What you're experiencing is a placebo. Multiple people can tested it, nothing about throttle response actually changes. It the change between normal to sport mode for example.


----------



## jfedele22 (Jun 25, 2019)

Placebo or not, my mother who uses my car occasionally when she needs to move stuff for her side job, commented about how it felt "snappier" and asked if it was because she put 91 in it like I told her. And she had no idea the change I had made the week before. So even if it does start off say in "sport mode" it does something until a true fix is released. And like I said, is it perfect? God no, however I am used to cars with laggy throttles, so for me, I did notice a difference. 

I guess I will do disclaimers from now on, "Results may vary."


----------



## Munkoli (Sep 4, 2014)

jfedele22 said:


> Placebo or not, my mother who uses my car occasionally when she needs to move stuff for her side job, commented about how it felt "snappier" and asked if it was because she put 91 in it like I told her. And she had no idea the change I had made the week before. So even if it does start off say in "sport mode" it does something until a true fix is released. And like I said, is it perfect? God no, however I am used to cars with laggy throttles, so for me, I did notice a difference.
> 
> I guess I will do disclaimers from now on, "Results may vary."


No, I don't think you understand what he is saying. It is not that there is a small change in response. There is NO change in throttle response with that setting. Your mother noticed something else about the car that felt snappier that day, not this setting change as it doesn't change the throttle response at all. You say you noticed a difference and the facts are that you didn't so this is why he calls it a placebo.


----------



## IbsFt (Dec 15, 2018)

https://www.consumerreports.org/fue...-special-software-to-exaggerate-fuel-economy/



> In the latest investigation, the EPA confirmed software in VW cars was shifting gears inappropriately (to achieve optimal fuel economy) during the lab tests used to estimate fuel efficiency. The cars and SUVs wouldn’t make the same kinds of gear shifts in the real world, which means consumers were actually getting lower gas mileage.

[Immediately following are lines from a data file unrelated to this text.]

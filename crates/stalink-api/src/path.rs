// Resource references and `$expand` descriptors.

use std::fmt;

use crate::error::Error;
use crate::model::{EntityGraph, EntityType, Id};

/// `(type, id)` pair addressing one entity, e.g. the parent of a scoped DAO.
#[derive(Debug, Clone, PartialEq, Eq, Hash)]
pub struct EntityRef {
    pub entity_type: EntityType,
    pub id: Id,
}

impl EntityRef {
    pub fn new(entity_type: EntityType, id: impl Into<Id>) -> Self {
        Self {
            entity_type,
            id: id.into(),
        }
    }
}

impl fmt::Display for EntityRef {
    fn fmt(&self, f: &mut fmt::Formatter<'_>) -> fmt::Result {
        write!(f, "{}({})", self.entity_type.plural(), self.id.url_form())
    }
}

// ── Expansion ────────────────────────────────────────────────────────

/// One `$expand` item: a navigation property plus nested options.
#[derive(Debug, Clone, Default, PartialEq, Eq)]
pub struct Expand {
    relation: String,
    select: Vec<String>,
    filter: Option<String>,
    order_by: Vec<String>,
    top: Option<u32>,
    skip: Option<u32>,
    expand: Expansion,
}

impl Expand {
    /// Expand the navigation property `relation` (e.g. `Datastreams`).
    pub fn new(relation: impl Into<String>) -> Self {
        Self {
            relation: relation.into(),
            ..Self::default()
        }
    }

    pub fn relation(&self) -> &str {
        &self.relation
    }

    #[must_use]
    pub fn select<I, S>(mut self, properties: I) -> Self
    where
        I: IntoIterator<Item = S>,
        S: Into<String>,
    {
        self.select.extend(properties.into_iter().map(Into::into));
        self
    }

    #[must_use]
    pub fn filter(mut self, filter: impl Into<String>) -> Self {
        self.filter = Some(filter.into());
        self
    }

    #[must_use]
    pub fn order_by(mut self, order: impl Into<String>) -> Self {
        self.order_by.push(order.into());
        self
    }

    #[must_use]
    pub fn top(mut self, top: u32) -> Self {
        self.top = Some(top);
        self
    }

    #[must_use]
    pub fn skip(mut self, skip: u32) -> Self {
        self.skip = Some(skip);
        self
    }

    #[must_use]
    pub fn expand(mut self, nested: Expand) -> Self {
        self.expand.items.push(nested);
        self
    }

    fn validate(&self, graph: &EntityGraph, from: EntityType) -> Result<(), Error> {
        let target = graph
            .relation_named(from, &self.relation)
            .map(|r| r.target)
            .ok_or_else(|| Error::UnknownRelation(format!("{from}/{}", self.relation)))?;
        graph.validate_select(target, self.select.as_slice())?;
        self.expand.validate(graph, target)
    }

    fn options(&self) -> Vec<String> {
        let mut options = Vec::new();
        if !self.select.is_empty() {
            options.push(format!("$select={}", self.select.join(",")));
        }
        if let Some(filter) = &self.filter {
            options.push(format!("$filter={filter}"));
        }
        if !self.order_by.is_empty() {
            options.push(format!("$orderby={}", self.order_by.join(",")));
        }
        if let Some(top) = self.top {
            options.push(format!("$top={top}"));
        }
        if let Some(skip) = self.skip {
            options.push(format!("$skip={skip}"));
        }
        if !self.expand.is_empty() {
            options.push(format!("$expand={}", self.expand));
        }
        options
    }
}

impl fmt::Display for Expand {
    fn fmt(&self, f: &mut fmt::Formatter<'_>) -> fmt::Result {
        let options = self.options();
        if options.is_empty() {
            f.write_str(&self.relation)
        } else {
            write!(f, "{}({})", self.relation, options.join(";"))
        }
    }
}

/// The full `$expand` value: comma-joined [`Expand`] items.
#[derive(Debug, Clone, Default, PartialEq, Eq)]
pub struct Expansion {
    items: Vec<Expand>,
}

impl Expansion {
    pub fn new() -> Self {
        Self::default()
    }

    #[must_use]
    pub fn with(mut self, item: Expand) -> Self {
        self.items.push(item);
        self
    }

    pub fn is_empty(&self) -> bool {
        self.items.is_empty()
    }

    pub fn items(&self) -> &[Expand] {
        &self.items
    }

    /// Every relation must be declared from `root`, every nested `$select`
    /// property on the relation's target.
    pub fn validate(&self, graph: &EntityGraph, root: EntityType) -> Result<(), Error> {
        self.items
            .iter()
            .try_for_each(|item| item.validate(graph, root))
    }
}

impl From<Expand> for Expansion {
    fn from(item: Expand) -> Self {
        Self { items: vec![item] }
    }
}

impl fmt::Display for Expansion {
    fn fmt(&self, f: &mut fmt::Formatter<'_>) -> fmt::Result {
        for (index, item) in self.items.iter().enumerate() {
            if index > 0 {
                f.write_str(",")?;
            }
            write!(f, "{item}")?;
        }
        Ok(())
    }
}

#[cfg(test)]
#[allow(clippy::unwrap_used)]
mod tests {
    use super::*;

    #[test]
    fn renders_nested_options() {
        let expansion = Expansion::new()
            .with(
                Expand::new("Datastreams")
                    .select(["name", "id"])
                    .expand(Expand::new("Sensor")),
            )
            .with(Expand::new("Locations"));
        assert_eq!(
            expansion.to_string(),
            "Datastreams($select=name,id;$expand=Sensor),Locations"
        );
    }

    #[test]
    fn renders_all_option_kinds_in_order() {
        let expand = Expand::new("Observations")
            .filter("result gt 5")
            .order_by("phenomenonTime desc")
            .top(10)
            .skip(20);
        assert_eq!(
            expand.to_string(),
            "Observations($filter=result gt 5;$orderby=phenomenonTime desc;$top=10;$skip=20)"
        );
    }

    #[test]
    fn validates_relations_and_nested_select() {
        let graph = EntityGraph::sensorthings();
        let ok = Expansion::from(
            Expand::new("Datastreams")
                .select(["name"])
                .expand(Expand::new("ObservedProperty").select(["definition"])),
        );
        ok.validate(&graph, EntityType::Thing).unwrap();

        let bad_relation = Expansion::from(Expand::new("Sensor"));
        assert!(matches!(
            bad_relation.validate(&graph, EntityType::Thing),
            Err(Error::UnknownRelation(_))
        ));

        let bad_select = Expansion::from(Expand::new("Datastreams").select(["colour"]));
        assert!(matches!(
            bad_select.validate(&graph, EntityType::Thing),
            Err(Error::UnknownProperty {
                entity_type: EntityType::Datastream,
                ..
            })
        ));
    }

    #[test]
    fn entity_ref_display() {
        assert_eq!(EntityRef::new(EntityType::Thing, 3_i64).to_string(), "Things(3)");
        assert_eq!(
            EntityRef::new(EntityType::Sensor, "x").to_string(),
            "Sensors('x')"
        );
    }
}
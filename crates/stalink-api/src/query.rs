// ── Collection queries ──
//
// `Query<T>` accumulates OData-style options and runs a GET on the DAO's
// collection path. Options are validated against the entity graph before
// the URL is built.

use std::marker::PhantomData;

use reqwest::header::ACCEPT;
use serde::Deserialize;
use serde_json::Value;
use url::Url;

use crate::error::Error;
use crate::model::Entity;
use crate::path::{EntityRef, Expand, Expansion};
use crate::service::SensorThingsService;

const APPLICATION_JSON: &str = "application/json";

/// Query over a collection of `T`. Builder methods return a new query.
pub struct Query<T: Entity> {
    service: SensorThingsService,
    parent: Option<EntityRef>,
    filter: Option<String>,
    expand: Expansion,
    select: Vec<String>,
    order_by: Vec<String>,
    top: Option<u32>,
    skip: Option<u32>,
    count: bool,
    _entity: PhantomData<fn() -> T>,
}

impl<T: Entity> Clone for Query<T> {
    fn clone(&self) -> Self {
        Self {
            service: self.service.clone(),
            parent: self.parent.clone(),
            filter: self.filter.clone(),
            expand: self.expand.clone(),
            select: self.select.clone(),
            order_by: self.order_by.clone(),
            top: self.top,
            skip: self.skip,
            count: self.count,
            _entity: PhantomData,
        }
    }
}

impl<T: Entity> std::fmt::Debug for Query<T> {
    fn fmt(&self, f: &mut std::fmt::Formatter<'_>) -> std::fmt::Result {
        f.debug_struct("Query")
            .field("entity_type", &T::TYPE)
            .field("parent", &self.parent)
            .field("options", &self.options())
            .finish()
    }
}

impl<T: Entity> Query<T> {
    pub(crate) fn new(service: SensorThingsService, parent: Option<EntityRef>) -> Self {
        Self {
            service,
            parent,
            filter: None,
            expand: Expansion::new(),
            select: Vec::new(),
            order_by: Vec::new(),
            top: None,
            skip: None,
            count: false,
            _entity: PhantomData,
        }
    }

    /// `$filter`, in OData syntax (e.g. `result gt 20`).
    #[must_use]
    pub fn filter(mut self, filter: impl Into<String>) -> Self {
        self.filter = Some(filter.into());
        self
    }

    /// Add one `$expand` item.
    #[must_use]
    pub fn expand(mut self, item: Expand) -> Self {
        self.expand = self.expand.with(item);
        self
    }

    /// Replace the whole `$expand` value.
    #[must_use]
    pub fn expansion(mut self, expansion: Expansion) -> Self {
        self.expand = expansion;
        self
    }

    #[must_use]
    pub fn select<I, S>(mut self, properties: I) -> Self
    where
        I: IntoIterator<Item = S>,
        S: Into<String>,
    {
        self.select.extend(properties.into_iter().map(Into::into));
        self
    }

    /// `$orderby` clause such as `phenomenonTime desc`; repeatable.
    #[must_use]
    pub fn order_by(mut self, order: impl Into<String>) -> Self {
        self.order_by.push(order.into());
        self
    }

    #[must_use]
    pub fn top(mut self, top: u32) -> Self {
        self.top = Some(top);
        self
    }

    #[must_use]
    pub fn skip(mut self, skip: u32) -> Self {
        self.skip = Some(skip);
        self
    }

    /// Ask the server for `@iot.count`.
    #[must_use]
    pub fn count(mut self) -> Self {
        self.count = true;
        self
    }

    fn options(&self) -> Vec<(&'static str, String)> {
        let mut options = Vec::new();
        if let Some(filter) = &self.filter {
            options.push(("$filter", filter.clone()));
        }
        if !self.expand.is_empty() {
            options.push(("$expand", self.expand.to_string()));
        }
        if !self.select.is_empty() {
            options.push(("$select", self.select.join(",")));
        }
        if !self.order_by.is_empty() {
            options.push(("$orderby", self.order_by.join(",")));
        }
        if let Some(top) = self.top {
            options.push(("$top", top.to_string()));
        }
        if let Some(skip) = self.skip {
            options.push(("$skip", skip.to_string()));
        }
        if self.count {
            options.push(("$count", "true".to_owned()));
        }
        options
    }

    /// Validate the options and build the request URL.
    pub fn url(&self) -> Result<Url, Error> {
        let graph = self.service.graph();
        graph.validate_select(T::TYPE, self.select.as_slice())?;
        self.expand.validate(graph, T::TYPE)?;

        let path = graph.collection_path(self.parent.as_ref(), T::TYPE)?;
        let mut url = self.service.url(&path)?;
        let options = self.options();
        if !options.is_empty() {
            url.query_pairs_mut().extend_pairs(options);
        }
        Ok(url)
    }

    /// Fetch the first page.
    pub async fn list(&self) -> Result<EntityList<T>, Error> {
        let url = self.url()?;
        EntityList::fetch(&self.service, url).await
    }

    /// Fetch every page, following `@iot.nextLink`.
    pub async fn list_all(&self) -> Result<Vec<T>, Error> {
        let mut page = self.list().await?;
        let mut all = Vec::new();
        loop {
            let next = page.next_page().await?;
            all.append(&mut page.entities);
            match next {
                Some(next) => page = next,
                None => break,
            }
        }
        Ok(all)
    }

    /// The first matching entity, if any.
    pub async fn first(&self) -> Result<Option<T>, Error> {
        let page = self.clone().top(1).list().await?;
        Ok(page.entities.into_iter().next())
    }
}

// ── Result pages ─────────────────────────────────────────────────────

#[derive(Deserialize)]
struct ListResponse {
    #[serde(default)]
    value: Vec<Value>,
    #[serde(rename = "@iot.count", default)]
    count: Option<i64>,
    #[serde(rename = "@iot.nextLink", default)]
    next_link: Option<String>,
}

/// One page of a collection response.
pub struct EntityList<T: Entity> {
    entities: Vec<T>,
    count: Option<i64>,
    next_link: Option<Url>,
    service: SensorThingsService,
}

impl<T: Entity> std::fmt::Debug for EntityList<T> {
    fn fmt(&self, f: &mut std::fmt::Formatter<'_>) -> std::fmt::Result {
        f.debug_struct("EntityList")
            .field("entities", &self.entities)
            .field("count", &self.count)
            .field("next_link", &self.next_link.as_ref().map(Url::as_str))
            .finish()
    }
}

impl<T: Entity> EntityList<T> {
    async fn fetch(service: &SensorThingsService, url: Url) -> Result<Self, Error> {
        let request = service.http().get(url).header(ACCEPT, APPLICATION_JSON);
        let response = service.execute(request).await?;
        let page: ListResponse = SensorThingsService::read_json(response).await?;

        let entities = page
            .value
            .iter()
            .map(|item| service.decode_entity(item))
            .collect::<Result<Vec<T>, _>>()?;
        let next_link = page
            .next_link
            .map(|link| service.endpoint().join(&link))
            .transpose()?;

        Ok(Self {
            entities,
            count: page.count,
            next_link,
            service: service.clone(),
        })
    }

    pub fn entities(&self) -> &[T] {
        &self.entities
    }

    pub fn into_entities(self) -> Vec<T> {
        self.entities
    }

    pub fn len(&self) -> usize {
        self.entities.len()
    }

    pub fn is_empty(&self) -> bool {
        self.entities.is_empty()
    }

    /// Total collection size, when requested with [`Query::count`].
    pub fn count(&self) -> Option<i64> {
        self.count
    }

    pub fn next_link(&self) -> Option<&Url> {
        self.next_link.as_ref()
    }

    pub fn has_next(&self) -> bool {
        self.next_link.is_some()
    }

    /// Fetch the page behind `@iot.nextLink`, if there is one.
    pub async fn next_page(&self) -> Result<Option<Self>, Error> {
        match &self.next_link {
            Some(url) => Self::fetch(&self.service, url.clone()).await.map(Some),
            None => Ok(None),
        }
    }
}

impl<T: Entity> IntoIterator for EntityList<T> {
    type Item = T;
    type IntoIter = std::vec::IntoIter<T>;

    fn into_iter(self) -> Self::IntoIter {
        self.entities.into_iter()
    }
}

#[cfg(test)]
#[allow(clippy::unwrap_used)]
mod tests {
    use super::*;
    use crate::model::{Datastream, EntityType, Id, Observation, Thing};

    fn service() -> SensorThingsService {
        SensorThingsService::new("http://example.org/v1.1").unwrap()
    }

    #[test]
    fn builds_url_with_all_options() {
        let query = service()
            .observations()
            .query()
            .filter("result gt 20")
            .select(["result", "phenomenonTime"])
            .order_by("phenomenonTime desc")
            .top(10)
            .skip(5)
            .count();
        let url = query.url().unwrap();
        let pairs: Vec<(String, String)> = url
            .query_pairs()
            .map(|(k, v)| (k.into_owned(), v.into_owned()))
            .collect();
        assert_eq!(url.path(), "/v1.1/Observations");
        assert_eq!(
            pairs,
            [
                ("$filter".to_owned(), "result gt 20".to_owned()),
                ("$select".to_owned(), "result,phenomenonTime".to_owned()),
                ("$orderby".to_owned(), "phenomenonTime desc".to_owned()),
                ("$top".to_owned(), "10".to_owned()),
                ("$skip".to_owned(), "5".to_owned()),
                ("$count".to_owned(), "true".to_owned()),
            ]
        );
    }

    #[test]
    fn builder_methods_leave_original_untouched() {
        let base = service().things().query();
        let filtered = base.clone().filter("name eq 'x'");
        assert!(base.url().unwrap().query().is_none());
        assert!(filtered.url().unwrap().query().is_some());
    }

    #[test]
    fn scoped_query_uses_parent_path() {
        let dao = service()
            .dao::<Datastream>()
            .with_parent_ref(EntityRef::new(EntityType::Thing, Id::Long(1)));
        assert_eq!(dao.query().url().unwrap().path(), "/v1.1/Things(1)/Datastreams");
    }

    #[test]
    fn invalid_options_fail_before_url_is_built() {
        let err = service().things().query().select(["colour"]).url().unwrap_err();
        assert!(matches!(err, Error::UnknownProperty { .. }));

        let err = service()
            .dao::<Observation>()
            .query()
            .expand(Expand::new("Things"))
            .url()
            .unwrap_err();
        assert!(matches!(err, Error::UnknownRelation(_)));

        let dao = service()
            .dao::<Thing>()
            .with_parent_ref(EntityRef::new(EntityType::Observation, Id::Long(1)));
        assert!(matches!(dao.query().url(), Err(Error::NotRelated { .. })));
    }
}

 One has to wonder if the 2018 Tig software is the high mpg version with the cheat removed. All automakers design to do well on the EPA testing, but having the car recognize it is being tested and run differently is going a bit too far. 

That said, I'd gladly sign a waiver to allow VW to make our 2019 perform correctly, even if it cost 1 or 2 mpg! I can't even imagine what it must be like driving a 2018 if it is that much worse than the 2019s. What was VW thinking??


----------



## jfedele22 (Jun 25, 2019)

Then I'm just curious, why does the option exist? If it alters nothing, why is it known on Carista and OBDEleven? Also, made a call to my buddy and Sales Manager at my dealership. He told me that it keeps the throttle in the "Sport Setting" as opposed to Eco or normal. I get that with testing there is no measurable difference, but in my opinion and many others on other forums, it does make a minimal difference. 

Regardless, he told me he has spoken with their regional rep, and the guy said something like late winter/early spring there could be a service campaign? That's also for my dealership in USA, not sure about Canada. But in the same sentence he told me not to hold my breath so, fingers crossed at least.


----------



## Munkoli (Sep 4, 2014)

jfedele22 said:


> Then I'm just curious, why does the option exist? If it alters nothing, why is it known on Carista and OBDEleven? Also, made a call to my buddy and Sales Manager at my dealership. He told me that it keeps the throttle in the "Sport Setting" as opposed to Eco or normal. I get that with testing there is no measurable difference, but in my opinion and many others on other forums, it does make a minimal difference.
> 
> Regardless, he told me he has spoken with their regional rep, and the guy said something like late winter/early spring there could be a service campaign? That's also for my dealership in USA, not sure about Canada. But in the same sentence he told me not to hold my breath so, fingers crossed at least.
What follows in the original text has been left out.